Databricks

Anonymous · ‎03-09-2022

We are using Dataricks in AWS. i am not able to run a notebook even when cluster is running. When i run a cell, it returns "cancel". When i check the event log for the cluster, it shows "Metastore is down". Couldn't see any databases or tables that i created in "data" tab, Its keeps on showing loading and returns some error there.

Appreciate a help on this.

User16753725182 · ‎04-13-2022

This means the network is fine, but something in the spark config is amiss.

What are the DBR version and the hive version?
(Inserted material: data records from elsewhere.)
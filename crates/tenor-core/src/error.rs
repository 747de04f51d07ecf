//! Error types for the core crate.

use thiserror::Error;

/// A specialized Result type for core operations.
pub type CoreResult<T> = Result<T, CoreError>;

/// Errors raised by dates, day counts, compounding and calendars.
#[derive(Error, Debug, Clone, PartialEq)]
pub enum CoreError {
    /// Error in date calculations or invalid date.
    #[error("Invalid date: {message}")]
    InvalidDate {
        /// Description of the date error.
        message: String,
    },

    /// Day count calculation error.
    #[error("Day count error: {reason}")]
    DayCountError {
        /// Description of the error.
        reason: String,
    },

    /// A convention name could not be recognized.
    #[error("Unknown convention: {name}")]
    UnknownConvention {
        /// The unrecognized name.
        name: String,
    },

    /// No calendar is registered under the requested identifier.
    #[error("Unknown calendar: {id}")]
    UnknownCalendar {
        /// The identifier that could not be resolved.
        id: String,
    },

    /// A rate cannot be implied from an effective rate factor.
    #[error("Cannot imply {compounding} rate from factor {factor} over year fraction {year_fraction}")]
    RateInversion {
        /// Name of the compounding convention.
        compounding: String,
        /// The effective rate factor.
        factor: f64,
        /// The year fraction.
        year_fraction: f64,
    },
}

impl CoreError {
    /// Creates an invalid date error.
    #[must_use]
    pub fn invalid_date(message: impl Into<String>) -> Self {
        Self::InvalidDate {
            message: message.into(),
        }
    }

    /// Creates a day count error.
    #[must_use]
    pub fn day_count_error(reason: impl Into<String>) -> Self {
        Self::DayCountError {
            reason: reason.into(),
        }
    }

    /// Creates an unknown convention error.
    #[must_use]
    pub fn unknown_convention(name: impl Into<String>) -> Self {
        Self::UnknownConvention { name: name.into() }
    }

    /// Creates an unknown calendar error.
    #[must_use]
    pub fn unknown_calendar(id: impl Into<String>) -> Self {
        Self::UnknownCalendar { id: id.into() }
    }
}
Please check f you are using a compatible version.

If you don't specify any version, it will take 1.3 and you wouldn't have to use jars in this case.

Please use below config with your appropriate values,

spark.hadoop.datanucleus.fixedDatastore false
 
spark.hadoop.datanucleus.autoCreateSchema true
 
spark.hadoop.datanucleus.autoCreateTables true
 
spark.hadoop.javax.jdo.option.ConnectionURL jdbc:mariadb://<database-name>.cj11tymkwz5w.us-west-2.rds.amazonaws.com
 
:3306/databricks_metastore?createDatabaseIfNotExist=true
 
spark.hadoop.javax.jdo.option.ConnectionDriverName org.mariadb.jdbc.Driver
 
spark.hadoop.javax.jdo.option.ConnectionUserName <value> 
 
spark.hadoop.javax.jdo.option.ConnectionPassword <value>

View solution in original post

-werners- · ‎03-09-2022

do you happen to use an external metastore?

Anonymous · ‎03-10-2022

@Werner Stinckens No we dont use external metastore

-werners- · ‎03-10-2022

ok that is not normal behaviour.

Is it a new databricks workspace, community or premium or standard?
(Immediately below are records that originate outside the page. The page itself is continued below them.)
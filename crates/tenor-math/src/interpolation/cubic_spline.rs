//! Natural cubic spline interpolation.

use super::{find_segment, validate_knots};
use crate::error::MathResult;
use crate::interpolation::Interpolator;
use crate::linear_algebra::solve_tridiagonal;

/// Natural cubic spline interpolation.
///
/// Piecewise cubic polynomials with continuous first and second derivatives;
/// "natural" means the second derivative is zero at both end knots. The
/// knot second derivatives are solved once at construction.
///
/// Outside the knots the first or last segment's cubic is evaluated as is.
/// With exactly two knots the spline is the straight line through them.
///
/// # Example
///
/// ```rust
/// use tenor_math::interpolation::{CubicSpline, Interpolator};
///
/// let xs = vec![0.0, 1.0, 2.0, 3.0];
/// let ys = vec![0.0, 1.0, 4.0, 9.0];
///
/// let spline = CubicSpline::new(xs, ys).unwrap();
/// assert!((spline.interpolate(2.0).unwrap() - 4.0).abs() < 1e-12);
/// assert_eq!(spline.second_derivative(0.0).unwrap(), 0.0);
/// ```
#[derive(Debug, Clone)]
pub struct CubicSpline {
    xs: Vec<f64>,
    ys: Vec<f64>,
    /// Second derivatives at each knot
    y2s: Vec<f64>,
}

impl CubicSpline {
    /// Creates a natural cubic spline interpolator.
    ///
    /// # Errors
    ///
    /// Returns an error for fewer than 2 points, mismatched lengths,
    /// non-finite values or x values that are not strictly increasing, and
    /// `MathError::SingularMatrix` if the spline system cannot be solved.
    pub fn new(xs: Vec<f64>, ys: Vec<f64>) -> MathResult<Self> {
        validate_knots(&xs, &ys, 2)?;
        let y2s = natural_second_derivatives(&xs, &ys)?;
        Ok(Self { xs, ys, y2s })
    }

    /// Second derivatives at the knots.
    #[must_use]
    pub fn knot_second_derivatives(&self) -> &[f64] {
        &self.y2s
    }

    /// Second derivative of the spline at `x`.
    pub fn second_derivative(&self, x: f64) -> MathResult<f64> {
        let (i, _, a, b) = self.locate(x);
        Ok(a * self.y2s[i] + b * self.y2s[i + 1])
    }

    /// Segment index, width and the two barycentric weights of `x`.
    fn locate(&self, x: f64) -> (usize, f64, f64, f64) {
        let i = find_segment(&self.xs, x);
        let h = self.xs[i + 1] - self.xs[i];
        let a = (self.xs[i + 1] - x) / h;
        let b = (x - self.xs[i]) / h;
        (i, h, a, b)
    }
}

impl Interpolator for CubicSpline {
    fn interpolate(&self, x: f64) -> MathResult<f64> {
        let (i, h, a, b) = self.locate(x);

        let y = a * self.ys[i]
            + b * self.ys[i + 1]
            + ((a * a * a - a) * self.y2s[i] + (b * b * b - b) * self.y2s[i + 1]) * (h * h) / 6.0;

        Ok(y)
    }
}

/// Knot second derivatives of the natural spline.
///
/// Interior knots satisfy
/// `h[i-1] M[i-1] + 2 (h[i-1] + h[i]) M[i] + h[i] M[i+1] = 6 (s[i] - s[i-1])`
/// where `s` are the segment slopes; `M[0] = M[n-1] = 0`.
fn natural_second_derivatives(xs: &[f64], ys: &[f64]) -> MathResult<Vec<f64>> {
    let n = xs.len();
    let mut y2s = vec![0.0; n];
    if n < 3 {
        return Ok(y2s);
    }

    let h: Vec<f64> = xs.windows(2).map(|w| w[1] - w[0]).collect();
    let slopes: Vec<f64> = ys
        .windows(2)
        .zip(&h)
        .map(|(w, width)| (w[1] - w[0]) / width)
        .collect();

    let m = n - 2;
    let lower: Vec<f64> = (1..m).map(|k| h[k]).collect();
    let diag: Vec<f64> = (0..m).map(|k| 2.0 * (h[k] + h[k + 1])).collect();
    let upper: Vec<f64> = (0..m - 1).map(|k| h[k + 1]).collect();
    let rhs: Vec<f64> = (0..m).map(|k| 6.0 * (slopes[k + 1] - slopes[k])).collect();

    let interior = solve_tridiagonal(&lower, &diag, &upper, &rhs)?;
    y2s[1..n - 1].copy_from_slice(&interior);

    Ok(y2s)
}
seems like something is wrong with the workspace deployment, because databricks uses a default metastore which works stable.

Anonymous · ‎03-10-2022

Yes, i have created new Databricks Trial account (on AWS) (Premium)

Anonymous · ‎03-10-2022

@Werner Stinckens I have created workspace using "custom AWS configuration". It was working fine till yesterday but suddenly returns this error.

-werners- · ‎03-10-2022

Seems like a workspace deployment issue.

But I see you have another topic open, which seems related tbh.
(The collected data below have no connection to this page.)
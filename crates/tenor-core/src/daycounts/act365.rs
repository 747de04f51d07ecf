//! Actual/365 Fixed day count convention.

use super::DayCount;
use crate::error::CoreResult;
use crate::types::Date;

/// Actual/365 Fixed.
///
/// Actual calendar days over a fixed 365-day year, leap years included.
#[derive(Debug, Clone, Copy, Default, PartialEq, Eq)]
pub struct Act365;

impl DayCount for Act365 {
    fn name(&self) -> &'static str {
        "ACT/365"
    }

    fn basis(&self) -> f64 {
        365.0
    }

    fn day_count(&self, start: Date, end: Date) -> CoreResult<i64> {
        Ok(start.days_between(&end))
    }
}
Hubert-Dudek · ‎03-10-2022

Metastore is hosted in AWS RDS.

Additionally you can check cluster start logs. In logs is metastore url and connection message, probably you just blocked traffic to that.

On that page you can also find urls/ips which should be allowed out/routed through internet gateway: https://docs.databricks.com/administration-guide/cloud-configurations/aws/customer-managed-vpc.html

User16753725182 · ‎03-11-2022

As suggested by @Hubert Dudek , please check your network settings, in case you have any firewall or rules that may be blocking the RDS connection on port 3306.

Also, check if you are whitelisting the correct endpoint as per your region.

To debug this further, you can SSH into one of the AWS worker instances used by a Databricks cluster and test the connectivity.

Eg: For us-east-1 region, run this command

nc -zv mdb7sywh50xhpr.chkweekm4xjq.us-east-1.rds.amazonaws.com 3306

Anonymous · ‎03-13-2022

@Hubert Dudek @Kavya Manohar Parag

Thanks for the input. I have tried running below command, it was succeeded.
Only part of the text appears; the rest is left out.